Telecommunications systems, cable televisions systems, and data communication networks use communication networks to rapidly convey large amounts of information between remote points. A communication network may include network elements that route packets through the network. Some network elements may include a distributed architecture, wherein packet processing may be distributed among several subsystems of the network element (e.g., line cards).
For many years, the management of communications networks using synchronous optical networking (SONET) and synchronous digital hierarchy (SDH) multiplexing equipment has been primarily based on Transaction Language 1 (TL1) which uses a fixed Access Identifier (AID) representing a containment relationship (e.g., where “A>B” is read as “A contains B”). Some example SONET containment relationships may include:                OC-N>STS-1>VT (where VT=VT1.5, VT2, VT3, VT6)        OC-N>STS-Nc (where c=3, 12, or 48) (referred to as “concatenated” Synchronous Transport Signals (STS))        
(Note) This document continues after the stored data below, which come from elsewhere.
//! The XPointer Framework processor.
//!
//! Parses an expression once into pointer parts, then resolves it against
//! one stream of element events:
//!
//! ```text
//! let mut xp = XPointerProcessor::parse("element(/1/2)")?;
//! for event in events {
//!     let selected = xp.resolve(&event);
//!     ...
//! }
//! xp.ensure_resolved()?;
//! ```
//!
//! While no part has resolved, every part receives every event. The
//! leftmost part that resolves becomes the winner, and from then on only
//! the winner is fed (see [`WinnerPolicy`] for the alternative).

use tracing::{debug, warn};

use crate::config::{ProcessorConfig, WinnerPolicy};
use crate::element::ElementSchemePointer;
use crate::error::{ErrorCode, Result, Warning, XPointerError};
use crate::event::{Attribute, ElementEvent};
use crate::part::{lookup_scheme, FragmentResolver, PointerPart, Scheme};
use crate::scanner::{self, Token};
use crate::shorthand::ShorthandPointer;

/// A parsed XPointer bound to a single traversal.
#[derive(Debug, Clone)]
pub struct XPointerProcessor {
    expression: String,
    parts: Vec<PointerPart>,
    warnings: Vec<Warning>,
    config: ProcessorConfig,
    winner: Option<usize>,
    xpointer_resolved: bool,
}

impl XPointerProcessor {
    /// Parse `expression` with the default configuration.
    pub fn parse(expression: &str) -> Result<Self> {
        Self::with_config(expression, ProcessorConfig::default())
    }

    pub fn with_config(expression: &str, config: ProcessorConfig) -> Result<Self> {
        let error = |code| XPointerError::new(code, expression);

        let mut tokens = scanner::tokenize(expression)?.into_iter();
        let mut parts = Vec::new();
        let mut warnings = Vec::new();
        let mut scheme_based = false;

        while let Some(token) = tokens.next() {
            match token {
                Token::Shorthand(name) => {
                    if scheme_based || !tokens.as_slice().is_empty() {
                        return Err(error(ErrorCode::MultipleShortHandPointers));
                    }
                    parts.push(PointerPart::Shorthand(ShorthandPointer::new_unchecked(name)));
                }
                Token::SchemeName { prefix, local } => {
                    scheme_based = true;
                    let data = match (tokens.next(), tokens.next(), tokens.next()) {
                        (Some(Token::OpenParen), Some(Token::SchemeData(data)), Some(Token::CloseParen)) => data,
                        _ => return Err(error(ErrorCode::InvalidXPointerExpression)),
                    };

                    match lookup_scheme(prefix, local) {
                        Some(Scheme::Element) => {
                            let ptr = ElementSchemePointer::with_capacity(&data, config.initial_depth_capacity)
                                .map_err(|e| error(e.code))?;
                            parts.push(PointerPart::Element(ptr));
                        }
                        _ => {
                            let scheme_name = Token::qualified_name(prefix, local);
                            warn!(scheme = %scheme_name, expression, "unsupported xpointer scheme, skipping pointer part");
                            warnings.push(Warning::UnsupportedScheme {
                                scheme_name,
                                scheme_data: data.into_owned(),
                            });
                        }
                    }
                }
                _ => return Err(error(ErrorCode::InvalidXPointerExpression)),
            }
        }

        debug!(expression, parts = parts.len(), warnings = warnings.len(), "parsed xpointer");

        Ok(Self {
            expression: expression.to_string(),
            parts,
            warnings,
            config,
            winner: None,
            xpointer_resolved: false,
        })
    }

    /// The expression this processor was parsed from.
    pub fn expression(&self) -> &str {
        &self.expression
    }

    /// Evaluated pointer parts, in expression order.
    pub fn parts(&self) -> &[PointerPart] {
        &self.parts
    }

    /// Non-fatal problems found while parsing.
    pub fn warnings(&self) -> &[Warning] {
        &self.warnings
    }

    pub fn config(&self) -> &ProcessorConfig {
        &self.config
    }

    /// The part currently answering the resolution predicates.
    pub fn winner(&self) -> Option<&PointerPart> {
        self.winner.and_then(|index| self.parts.get(index))
    }

    /// Feed one element event. Returns whether the event resolved.
    pub fn resolve(&mut self, event: &ElementEvent<'_>) -> bool {
        let resolved = match (self.config.winner_policy, self.winner) {
            (WinnerPolicy::FirstMatchWins, Some(index)) => self.parts[index].resolve(event),
            (policy, _) => {
                let mut first = None;
                for (index, part) in self.parts.iter_mut().enumerate() {
                    if part.resolve(event) && first.is_none() {
                        first = Some(index);
                    }
                }

                match policy {
                    WinnerPolicy::FirstMatchWins => {
                        if let Some(index) = first {
                            debug!(
                                expression = %self.expression,
                                part = index,
                                scheme = self.parts[index].scheme_name(),
                                "xpointer part resolved"
                            );
                            self.winner = first;
                        }
                    }
                    WinnerPolicy::ReevaluateAll => self.winner = first,
                }
                first.is_some()
            }
        };

        if resolved {
            self.xpointer_resolved = true;
        }
        resolved
    }

    /// Report an element start tag.
    pub fn start_element(&mut self, name: &str, attributes: &[Attribute<'_>]) -> bool {
        self.resolve(&ElementEvent::Start { name, attributes })
    }

    /// Report an element end tag.
    pub fn end_element(&mut self, name: &str) -> bool {
        self.resolve(&ElementEvent::End { name })
    }

    /// Report an empty-element tag.
    pub fn empty_element(&mut self, name: &str, attributes: &[Attribute<'_>]) -> bool {
        self.resolve(&ElementEvent::Empty { name, attributes })
    }

    /// Is the current node part of the addressed fragment?
    pub fn is_fragment_resolved(&self) -> bool {
        self.winner().is_some_and(|part| part.is_fragment_resolved())
    }

    /// Is the stream inside the content of the addressed element?
    /// Callers use this for character data, comments and the like.
    pub fn is_child_fragment_resolved(&self) -> bool {
        self.winner().is_some_and(|part| part.is_child_fragment_resolved())
    }

    /// True once any event of this traversal has resolved.
    pub fn is_xpointer_resolved(&self) -> bool {
        self.xpointer_resolved
    }

    /// Check, at the end of a traversal, that the pointer resolved.
    pub fn ensure_resolved(&self) -> Result<()> {
        if self.xpointer_resolved {
            Ok(())
        } else {
            Err(XPointerError::new(ErrorCode::ResolutionUnsuccessful, self.expression.as_str()))
        }
    }

    /// Return to the freshly-parsed state for a new traversal.
    pub fn reset(&mut self) {
        for part in &mut self.parts {
            part.reset();
        }
        self.winner = None;
        self.xpointer_resolved = false;
    }
}
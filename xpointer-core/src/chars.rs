//! Character classification shared by the XPointer scanners.
//!
//! ASCII characters are classified through a 128-entry lookup table.
//! Anything above 0x7F is `NonAscii` and defers to the Unicode XID
//! properties for name-character decisions.

use unicode_xid::UnicodeXID;

/// Lexical class of a single character.
#[derive(Debug, Clone, Copy, PartialEq, Eq)]
#[repr(u8)]
pub enum CharClass {
    /// Anything without a dedicated class
    Other = 0,
    /// Space, tab, CR, LF
    Whitespace,
    /// `^` (escape introducer in scheme data)
    Caret,
    /// `(`
    OpenParen,
    /// `)`
    CloseParen,
    /// `-`
    Minus,
    /// `.`
    Period,
    /// `/`
    Slash,
    /// `0`-`9`
    Digit,
    /// `:`
    Colon,
    /// `=`
    Equal,
    /// `A`-`Z`, `a`-`z`
    Letter,
    /// `_`
    Underscore,
    /// Code point above 0x7F
    NonAscii,
}

const fn build_ascii_table() -> [CharClass; 128] {
    let mut table = [CharClass::Other; 128];

    table[b' ' as usize] = CharClass::Whitespace;
    table[b'\t' as usize] = CharClass::Whitespace;
    table[b'\n' as usize] = CharClass::Whitespace;
    table[b'\r' as usize] = CharClass::Whitespace;

    table[b'^' as usize] = CharClass::Caret;
    table[b'(' as usize] = CharClass::OpenParen;
    table[b')' as usize] = CharClass::CloseParen;
    table[b'-' as usize] = CharClass::Minus;
    table[b'.' as usize] = CharClass::Period;
    table[b'/' as usize] = CharClass::Slash;
    table[b':' as usize] = CharClass::Colon;
    table[b'=' as usize] = CharClass::Equal;
    table[b'_' as usize] = CharClass::Underscore;

    let mut c = b'0';
    while c <= b'9' {
        table[c as usize] = CharClass::Digit;
        c += 1;
    }

    let mut c = b'a';
    while c <= b'z' {
        table[c as usize] = CharClass::Letter;
        table[(c - b'a' + b'A') as usize] = CharClass::Letter;
        c += 1;
    }

    table
}

static ASCII_CLASSES: [CharClass; 128] = build_ascii_table();

/// Classify a character.
#[inline]
pub fn classify(ch: char) -> CharClass {
    if ch.is_ascii() {
        ASCII_CLASSES[ch as usize]
    } else {
        CharClass::NonAscii
    }
}

/// Can `ch` begin an NCName?
#[inline]
pub fn is_name_start(ch: char) -> bool {
    match classify(ch) {
        CharClass::Letter | CharClass::Underscore => true,
        CharClass::NonAscii => ch.is_xid_start(),
        _ => false,
    }
}

/// Can `ch` continue an NCName?
#[inline]
pub fn is_name_char(ch: char) -> bool {
    match classify(ch) {
        CharClass::Letter
        | CharClass::Underscore
        | CharClass::Digit
        | CharClass::Minus
        | CharClass::Period => true,
        CharClass::NonAscii => ch.is_xid_continue(),
        _ => false,
    }
}

/// Byte length of the NCName at the start of `input` (0 if there is none).
pub fn scan_ncname(input: &str) -> usize {
    let mut chars = input.char_indices();
    match chars.next() {
        Some((_, ch)) if is_name_start(ch) => {}
        _ => return 0,
    }
    for (offset, ch) in chars {
        if !is_name_char(ch) {
            return offset;
        }
    }
    input.len()
}

/// Is the whole of `input` a single NCName?
pub fn is_ncname(input: &str) -> bool {
    !input.is_empty() && scan_ncname(input) == input.len()
}
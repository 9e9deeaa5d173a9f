//! Tokenizer for `element()` scheme data.
//!
//! ```text
//! ElementSchemeData := (NCName ChildSequence?) | ChildSequence
//! ChildSequence     := ('/' [1-9] [0-9]*)+
//! ```
//!
//! Each step is accumulated as an unsigned integer. A step whose value is
//! zero is rejected, so `/0` and a bare trailing `/` both fail.

use crate::chars::{classify, scan_ncname, CharClass};
use crate::error::{ErrorCode, Result, XPointerError};

/// A token of `element()` scheme data.
#[derive(Debug, Clone, Copy, PartialEq, Eq)]
pub enum ElementToken<'a> {
    /// Leading shorthand name the child sequence is relative to
    Name(&'a str),
    /// One 1-based child position
    ChildStep(u32),
}

/// Tokenize `element()` scheme data.
pub fn tokenize(data: &str) -> Result<Vec<ElementToken<'_>>> {
    let error = |code| XPointerError::new(code, data);

    if data.is_empty() {
        return Err(error(ErrorCode::EmptyElementSchemeData));
    }

    let bytes = data.as_bytes();
    let mut tokens = Vec::new();
    let mut pos = 0;

    while let Some(ch) = data[pos..].chars().next() {
        match classify(ch) {
            CharClass::Slash => {
                pos += 1;
                let mut step: u32 = 0;
                while let Some(&digit @ b'0'..=b'9') = bytes.get(pos) {
                    step = step
                        .checked_mul(10)
                        .and_then(|v| v.checked_add(u32::from(digit - b'0')))
                        .ok_or_else(|| error(ErrorCode::InvalidChildSequenceCharacter))?;
                    pos += 1;
                }
                if step == 0 {
                    return Err(error(ErrorCode::InvalidChildSequenceCharacter));
                }
                tokens.push(ElementToken::ChildStep(step));
            }
            _ if tokens.is_empty() => {
                let len = scan_ncname(&data[pos..]);
                if len == 0 {
                    return Err(error(ErrorCode::InvalidNCNameInElementSchemeData));
                }
                tokens.push(ElementToken::Name(&data[pos..pos + len]));
                pos += len;
            }
            _ => return Err(error(ErrorCode::InvalidElementSchemeToken)),
        }
    }

    Ok(tokens)
}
In the case of concatenation, STS-Nc signals must begin on boundaries of 3, 12, or 48 in the concatenated frame OC-N. That is, in the case of SONET/SDH, by knowing a signal type (e.g., STS-1, VT2, STS-3c) and the TL1 AID structure (e.g., 1-3-2-6=Shelf 1, Slot 3, Port 2, STS-1 channel #3), one can unambiguously identify the target signal in the SONET/SDH frame structure.
Communications networks are now often configured as an Optical Transport Network (OTN) as defined by ITU Telecommunication Standardization Sector (ITU-T) Recommendation G.709. With OTN, relevant networking standards provide significantly flexible containment relationships for data frames, as compared with prior technologies.